Exercise goal:
In the records below, count each line where the word "Serialize" appears, and reply with that number only.

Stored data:
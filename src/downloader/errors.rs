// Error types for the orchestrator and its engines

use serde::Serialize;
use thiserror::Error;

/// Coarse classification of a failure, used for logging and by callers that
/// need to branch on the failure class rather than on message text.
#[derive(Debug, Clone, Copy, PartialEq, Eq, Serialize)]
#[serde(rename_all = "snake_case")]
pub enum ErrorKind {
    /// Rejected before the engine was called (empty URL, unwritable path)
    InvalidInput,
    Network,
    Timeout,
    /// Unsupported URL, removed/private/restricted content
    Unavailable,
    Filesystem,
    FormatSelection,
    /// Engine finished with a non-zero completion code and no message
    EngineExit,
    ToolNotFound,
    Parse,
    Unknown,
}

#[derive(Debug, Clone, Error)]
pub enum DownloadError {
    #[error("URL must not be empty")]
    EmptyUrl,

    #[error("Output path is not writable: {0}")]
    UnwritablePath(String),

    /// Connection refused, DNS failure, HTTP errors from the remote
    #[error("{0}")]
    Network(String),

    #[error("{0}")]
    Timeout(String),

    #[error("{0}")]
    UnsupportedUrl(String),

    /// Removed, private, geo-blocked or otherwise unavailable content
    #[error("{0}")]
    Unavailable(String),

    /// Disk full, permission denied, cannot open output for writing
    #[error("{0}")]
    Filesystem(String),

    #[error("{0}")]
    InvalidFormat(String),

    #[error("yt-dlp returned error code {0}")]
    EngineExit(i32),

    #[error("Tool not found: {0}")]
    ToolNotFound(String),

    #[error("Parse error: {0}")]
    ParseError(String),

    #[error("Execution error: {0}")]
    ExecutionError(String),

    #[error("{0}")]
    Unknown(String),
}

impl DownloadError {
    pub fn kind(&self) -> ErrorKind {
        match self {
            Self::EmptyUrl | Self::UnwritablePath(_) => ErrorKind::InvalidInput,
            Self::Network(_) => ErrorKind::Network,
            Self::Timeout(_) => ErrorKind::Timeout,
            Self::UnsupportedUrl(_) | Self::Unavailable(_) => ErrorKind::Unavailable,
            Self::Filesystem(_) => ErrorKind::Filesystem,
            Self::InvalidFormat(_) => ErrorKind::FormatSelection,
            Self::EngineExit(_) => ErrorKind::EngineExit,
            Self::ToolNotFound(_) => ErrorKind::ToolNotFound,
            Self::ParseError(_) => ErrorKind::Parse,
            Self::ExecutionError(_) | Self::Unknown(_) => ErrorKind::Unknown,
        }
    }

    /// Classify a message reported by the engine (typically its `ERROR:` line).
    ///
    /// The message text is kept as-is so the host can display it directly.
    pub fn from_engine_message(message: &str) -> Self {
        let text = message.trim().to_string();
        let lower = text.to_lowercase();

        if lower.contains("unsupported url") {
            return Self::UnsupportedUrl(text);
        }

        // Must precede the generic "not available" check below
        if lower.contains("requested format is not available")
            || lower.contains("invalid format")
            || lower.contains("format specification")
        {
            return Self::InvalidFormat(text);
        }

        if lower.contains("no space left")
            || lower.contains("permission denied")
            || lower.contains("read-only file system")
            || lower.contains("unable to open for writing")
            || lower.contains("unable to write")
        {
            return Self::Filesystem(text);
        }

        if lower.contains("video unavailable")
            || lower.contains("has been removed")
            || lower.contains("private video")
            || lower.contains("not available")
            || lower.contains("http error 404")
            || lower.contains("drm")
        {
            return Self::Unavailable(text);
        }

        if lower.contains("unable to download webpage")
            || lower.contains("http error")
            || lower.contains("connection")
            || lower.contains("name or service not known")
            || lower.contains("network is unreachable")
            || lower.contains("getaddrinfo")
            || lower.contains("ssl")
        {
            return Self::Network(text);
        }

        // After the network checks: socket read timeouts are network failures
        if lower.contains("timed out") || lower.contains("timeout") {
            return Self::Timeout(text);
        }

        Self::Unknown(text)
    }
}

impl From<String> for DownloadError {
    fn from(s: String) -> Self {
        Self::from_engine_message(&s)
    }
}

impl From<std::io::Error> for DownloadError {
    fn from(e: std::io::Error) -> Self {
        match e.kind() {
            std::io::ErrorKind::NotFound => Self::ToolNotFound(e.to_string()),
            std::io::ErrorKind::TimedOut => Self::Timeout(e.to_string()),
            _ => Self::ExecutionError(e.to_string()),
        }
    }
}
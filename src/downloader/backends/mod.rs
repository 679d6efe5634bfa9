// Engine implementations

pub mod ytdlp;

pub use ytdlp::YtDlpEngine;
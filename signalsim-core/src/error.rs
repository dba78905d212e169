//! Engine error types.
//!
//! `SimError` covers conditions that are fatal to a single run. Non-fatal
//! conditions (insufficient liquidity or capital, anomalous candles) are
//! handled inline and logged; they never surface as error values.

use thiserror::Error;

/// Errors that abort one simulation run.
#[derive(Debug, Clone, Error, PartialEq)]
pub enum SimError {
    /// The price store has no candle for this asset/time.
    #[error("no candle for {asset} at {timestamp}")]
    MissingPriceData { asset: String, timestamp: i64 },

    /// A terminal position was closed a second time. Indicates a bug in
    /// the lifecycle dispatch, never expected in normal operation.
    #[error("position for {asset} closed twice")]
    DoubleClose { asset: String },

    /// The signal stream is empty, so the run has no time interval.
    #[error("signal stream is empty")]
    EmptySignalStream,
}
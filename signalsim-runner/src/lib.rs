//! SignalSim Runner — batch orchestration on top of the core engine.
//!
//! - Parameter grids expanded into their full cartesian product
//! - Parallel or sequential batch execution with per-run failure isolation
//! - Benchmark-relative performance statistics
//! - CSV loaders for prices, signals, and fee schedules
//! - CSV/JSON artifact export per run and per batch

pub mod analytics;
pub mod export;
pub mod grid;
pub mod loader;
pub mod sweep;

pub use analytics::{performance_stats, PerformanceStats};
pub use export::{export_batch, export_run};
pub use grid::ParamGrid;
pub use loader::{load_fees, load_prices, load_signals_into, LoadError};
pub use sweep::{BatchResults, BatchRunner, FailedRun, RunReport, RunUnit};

Reply to the exercise:
2